What you see. The starting point for addressing any equine health related issue is your observation.


Foal Lameness, 1-6 Months Old


Lameness in young growing foals differs from lameness in newborns and in adults. Unlike newborns, these foals are more likely to suffer traumatic injury, as they tend to interact more with their environment and move at higher speeds. Developmental orthopedic disease (DOD) is common in this age group as well. DOD occurs as a consequence of a combination of genetics, nutrition and management.

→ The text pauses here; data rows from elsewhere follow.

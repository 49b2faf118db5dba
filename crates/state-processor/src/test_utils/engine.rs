use std::collections::BTreeMap;

use alloy_primitives::{Address, Log, LogData, TxKind, U256};

use crate::{
    constants::features, ExecutionEngine, ExecutionEnv, GasLimitReached, GasPool, StateDb,
    Transaction,
};

use super::MemoryState;

/// Base gas of a transaction.
pub const TX_GAS: u64 = 21_000;
/// Base gas of a contract creation from Homestead on.
pub const TX_CREATE_GAS: u64 = 53_000;
/// Gas per zero byte of transaction input.
pub const TX_DATA_ZERO_GAS: u64 = 4;
/// Gas per non-zero byte of transaction input.
pub const TX_DATA_NON_ZERO_GAS: u64 = 68;
/// Base gas of a log.
pub const LOG_GAS: u64 = 375;
/// Gas per log topic.
pub const LOG_TOPIC_GAS: u64 = 375;
/// Gas per byte of log data.
pub const LOG_DATA_GAS: u64 = 8;

/// Errors of the [`TransferEngine`]. Each of them invalidates the block.
#[derive(Debug, Clone, PartialEq, Eq, thiserror::Error)]
pub enum TransferError {
    /// The transaction nonce is not the sender's nonce.
    #[error("nonce mismatch: expected {expected}, got {got}")]
    NonceMismatch {
        /// The sender's nonce.
        expected: u64,
        /// The transaction nonce.
        got: u64,
    },
    /// The sender cannot pay for gas and value.
    #[error("insufficient funds for gas * price + value: have {have}, want {want}")]
    InsufficientFunds {
        /// The sender's balance.
        have: U256,
        /// Gas limit times gas price plus value.
        want: U256,
    },
    /// The block has not enough gas left.
    #[error(transparent)]
    GasLimitReached(#[from] GasLimitReached),
    /// The gas limit does not cover the intrinsic gas.
    #[error("intrinsic gas too low: have {have}, want {want}")]
    IntrinsicGasTooLow {
        /// The transaction gas limit.
        have: u64,
        /// The intrinsic gas.
        want: u64,
    },
}

/// An execution engine that only moves value and emits configured logs.
///
/// Calls to an address registered with [`TransferEngine::with_emitter`] emit the registered logs
/// from that address, paying the standard log gas. A call running out of gas consumes its whole
/// gas limit and emits nothing, but is not an error. Gas fees go to the block beneficiary.
#[derive(Debug, Clone, Default)]
pub struct TransferEngine {
    emitters: BTreeMap<Address, Vec<LogData>>,
}

impl TransferEngine {
    /// Makes calls to `address` emit `logs`.
    pub fn with_emitter(mut self, address: Address, logs: Vec<LogData>) -> Self {
        self.emitters.insert(address, logs);
        self
    }

    /// The gas charged before execution.
    pub fn intrinsic_gas(tx: &Transaction, homestead: bool) -> u64 {
        let base = if tx.is_create() && homestead { TX_CREATE_GAS } else { TX_GAS };
        tx.input.iter().fold(base, |gas, byte| {
            gas + if *byte == 0 { TX_DATA_ZERO_GAS } else { TX_DATA_NON_ZERO_GAS }
        })
    }

    fn logs_gas(logs: &[LogData]) -> u64 {
        logs.iter()
            .map(|log| {
                LOG_GAS +
                    LOG_TOPIC_GAS * log.topics().len() as u64 +
                    LOG_DATA_GAS * log.data.len() as u64
            })
            .sum()
    }
}

impl<C: ?Sized> ExecutionEngine<MemoryState, C> for TransferEngine {
    type Error = TransferError;

    fn apply_message(
        &self,
        env: ExecutionEnv<'_, MemoryState, C>,
        tx: &Transaction,
        gas_pool: &mut GasPool,
    ) -> Result<u64, Self::Error> {
        let ExecutionEnv { state, config, header, sender, .. } = env;

        let nonce = state.nonce(sender);
        if tx.nonce != nonce {
            return Err(TransferError::NonceMismatch { expected: nonce, got: tx.nonce });
        }

        let gas_price = U256::from(tx.gas_price);
        let gas_cost = U256::from(tx.gas_limit).saturating_mul(gas_price);
        let have = state.balance(sender);
        let want = gas_cost.saturating_add(tx.value);
        if have < want {
            return Err(TransferError::InsufficientFunds { have, want });
        }

        gas_pool.sub_gas(tx.gas_limit)?;
        state.sub_balance(sender, gas_cost);

        let homestead = config.is_active(header.number, features::HOMESTEAD);
        let intrinsic_gas = Self::intrinsic_gas(tx, homestead);
        if tx.gas_limit < intrinsic_gas {
            return Err(TransferError::IntrinsicGasTooLow { have: tx.gas_limit, want: intrinsic_gas });
        }
        state.increment_nonce(sender);

        let emitted = tx.to.to().and_then(|to| self.emitters.get(to).map(|logs| (*to, logs)));
        let execution_gas = emitted.map(|(_, logs)| Self::logs_gas(logs)).unwrap_or_default();

        let gas_used = if intrinsic_gas + execution_gas > tx.gas_limit {
            tx.gas_limit
        } else {
            let recipient = match tx.to {
                TxKind::Call(to) => to,
                TxKind::Create => sender.create(tx.nonce),
            };
            state.sub_balance(sender, tx.value);
            state.add_balance(recipient, tx.value);
            if let Some((address, logs)) = emitted {
                for data in logs {
                    state.add_log(Log { address, data: data.clone() });
                }
            }
            intrinsic_gas + execution_gas
        };

        let remaining = tx.gas_limit - gas_used;
        state.add_balance(sender, U256::from(remaining) * gas_price);
        gas_pool.add_gas(remaining);
        state.add_balance(header.beneficiary, U256::from(gas_used) * gas_price);

        Ok(gas_used)
    }
}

As with newborns, joint infection is still a possibility and needs to be considered. In this age group of foals, joint infection is usually caused by seeding of the joint through the blood by an infected umbilicus. A septic joint is an emergency. The prognosis, even with aggressive treatment, worsens by the hour if it is left untreated.

Despite common belief, only on rare occasion is a foal injured (stepped on) by a mare. Generally, it is unwise to attribute a foal's mysterious lameness to trauma by the mare, unless you actually saw the accident happen.

  • Code Red

    Call Your Vet Immediately, Even Outside Business Hours
    • If the foal is not nursing or seems depressed, in addition to this sign.
    • If severe and obvious lameness is visible at the walk.
    • If the foal has a rectal temperature above 102.5 degrees.
  • Code Orange

    Call Your Vet at Their First Available Office Hours
    • If the foal appears otherwise normal, i.e. is active and nursing normally.
    • If the lameness is mild.

your role


What To Do

Assess your foals general health, paying particular attention to their rectal temperature, severity of lameness, and whether there is visible swelling or heat felt anywhere on the lame limb.

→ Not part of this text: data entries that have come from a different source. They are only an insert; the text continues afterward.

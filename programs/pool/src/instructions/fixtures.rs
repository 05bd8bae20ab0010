//! Host-side builders shared by the handler tests

use pool_model::PoolParams;

use super::apply_initialize_pool;
use crate::state::*;

pub const POOL_KEY: [u8; 32] = [9u8; 32];
pub const ALICE: [u8; 32] = [1u8; 32];
pub const BOB: [u8; 32] = [11u8; 32];
pub const AUTHORITY: [u8; 32] = [2u8; 32];

pub fn pool_account(trade_fee_bps: u16, protocol_fee_bps: u16) -> PoolAccount {
    let params = PoolParams {
        authority: AUTHORITY,
        pool_id: 1,
        name: "SOL-USDC",
        max_aum_usd: 0,
        metadata_title: "",
        metadata_symbol: "",
        metadata_uri: "",
        trade_fee_bps,
        protocol_fee_bps,
        fee_recipient: [3u8; 32],
        lp_mint: [4u8; 32],
        token_a_mint: [5u8; 32],
        token_b_mint: [6u8; 32],
        token_a_vault: [7u8; 32],
        token_b_vault: [8u8; 32],
    };
    let mut acct = PoolAccount::zeroed();
    apply_initialize_pool(&mut acct, &params, PoolBumps::default(), 0).unwrap();
    acct
}

pub fn ledger(provider: [u8; 32]) -> LiquidityProviderAccount {
    let mut acct = LiquidityProviderAccount::zeroed();
    acct.init(provider, 255);
    acct
}

pub fn deposit_receipt(provider: [u8; 32]) -> DepositReceiptAccount {
    let mut acct = DepositReceiptAccount::zeroed();
    acct.init(provider, 255);
    acct
}

pub fn withdraw_receipt(provider: [u8; 32]) -> WithdrawReceiptAccount {
    let mut acct = WithdrawReceiptAccount::zeroed();
    acct.init(provider, 255);
    acct
}

/// Byte image, for all-or-nothing assertions
pub fn snapshot<T: ZeroCopy>(acct: &T) -> Vec<u8> {
    as_bytes(acct).to_vec()
}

Examine the area around the fetlock joints for swelling and pain to pressure. Always lift the limb and inspect the sole of the hoof for a foreign body. Gently feel the umbilicus for heat or swelling. Promptly share your findings and concerns with your vet.

your vet's role

Vets typically do not perform the classic lameness exam on young, unhandled foals, because it can be awkward to use flexion exams and diagnostic anesthesia in foals of this age.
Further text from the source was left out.